Given data:
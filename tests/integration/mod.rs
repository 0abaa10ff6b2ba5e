//! Integration tests for the bookmark sorter

mod reconcile_scenarios;
mod round_trip;
mod sled_store;
mod sort_properties;
mod support;
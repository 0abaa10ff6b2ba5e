//! Bookmark trees: snapshot nodes, flattening and reconstruction.

pub mod flatten;
pub mod node;
pub mod reconstruct;
pub mod snapshot;

pub use flatten::{flatten, FlatRecord};
pub use node::{BookmarkNode, NodeKind};
pub use reconstruct::{reconstruct, reconstruct_root, ReconstructedNode};
pub use snapshot::{snapshot_from_json, snapshot_to_json, validate_snapshot};
//! Command-line surface: argument parsing, command dispatch, and text output.

pub mod cli;
pub mod render;

pub use cli::{Cli, CliContext, Commands};
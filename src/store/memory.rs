//! In-memory bookmark store.

use crate::error::StoreError;
use crate::store::state::{self, MemoryEntries};
use crate::store::{BookmarkStore, CreateDetails, Destination, StoredNode};
use crate::tree::BookmarkNode;
use crate::types::NodeId;
use async_trait::async_trait;
use parking_lot::{Mutex, RwLock};
use serde::Serialize;

/// A mutation issued against a store, recorded in issue order.
#[derive(Debug, Clone, PartialEq, Eq, Serialize)]
#[serde(tag = "op", rename_all = "snake_case")]
pub enum StoreOperation {
    Move {
        id: NodeId,
        parent_id: NodeId,
        index: usize,
    },
    Create {
        assigned_id: NodeId,
        parent_id: NodeId,
        index: usize,
        title: String,
        folder: bool,
    },
}

/// Bookmark store held entirely in memory.
///
/// Mutations are serialized by a lock and every successful one is appended
/// to an operation log.
pub struct MemoryBookmarkStore {
    entries: RwLock<MemoryEntries>,
    operations: Mutex<Vec<StoreOperation>>,
}

impl MemoryBookmarkStore {
    /// Store holding only the root folder.
    pub fn new() -> Self {
        Self {
            entries: RwLock::new(MemoryEntries::new()),
            operations: Mutex::new(Vec::new()),
        }
    }

    /// Store seeded with `root` and its identities.
    pub fn from_snapshot(root: &BookmarkNode) -> Result<Self, StoreError> {
        let mut entries = MemoryEntries::new();
        state::load_snapshot(&mut entries, root)?;
        Ok(Self {
            entries: RwLock::new(entries),
            operations: Mutex::new(Vec::new()),
        })
    }

    /// Mutations applied so far.
    pub fn operations(&self) -> Vec<StoreOperation> {
        self.operations.lock().clone()
    }

    pub fn len(&self) -> usize {
        self.entries.read().len()
    }

    pub fn is_empty(&self) -> bool {
        self.entries.read().is_empty()
    }
}

impl Default for MemoryBookmarkStore {
    fn default() -> Self {
        Self::new()
    }
}

#[async_trait]
impl BookmarkStore for MemoryBookmarkStore {
    async fn get_tree(&self) -> Result<BookmarkNode, StoreError> {
        state::tree(&*self.entries.read())
    }

    async fn get(&self, id: &str) -> Result<Option<StoredNode>, StoreError> {
        state::stored(&*self.entries.read(), id)
    }

    async fn move_node(
        &self,
        id: &str,
        destination: Destination,
    ) -> Result<StoredNode, StoreError> {
        let moved = state::move_node(&mut *self.entries.write(), id, &destination)?;
        self.operations.lock().push(StoreOperation::Move {
            id: id.to_string(),
            parent_id: destination.parent_id,
            index: destination.index,
        });
        Ok(moved)
    }

    async fn create(&self, details: CreateDetails) -> Result<StoredNode, StoreError> {
        let created = state::create(&mut *self.entries.write(), &details)?;
        self.operations.lock().push(StoreOperation::Create {
            assigned_id: created.id.clone(),
            parent_id: details.parent_id,
            index: details.index,
            title: details.title,
            folder: details.url.is_none(),
        });
        Ok(created)
    }
}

Problem details:
Quote the listing word for word from its first line through the line in which "flattening and reconstruction." appears.

Solution to this exercise:
filename tests/integration/mod.rs
repository 0abaa10ff6b2ba5e
//! Integration tests for the bookmark sorter

mod reconcile_scenarios;
mod round_trip;
mod sled_store;
mod sort_properties;
mod support;
repository 0abaa10ff6b2ba5e
//! Bookmark trees: snapshot nodes, flattening and reconstruction.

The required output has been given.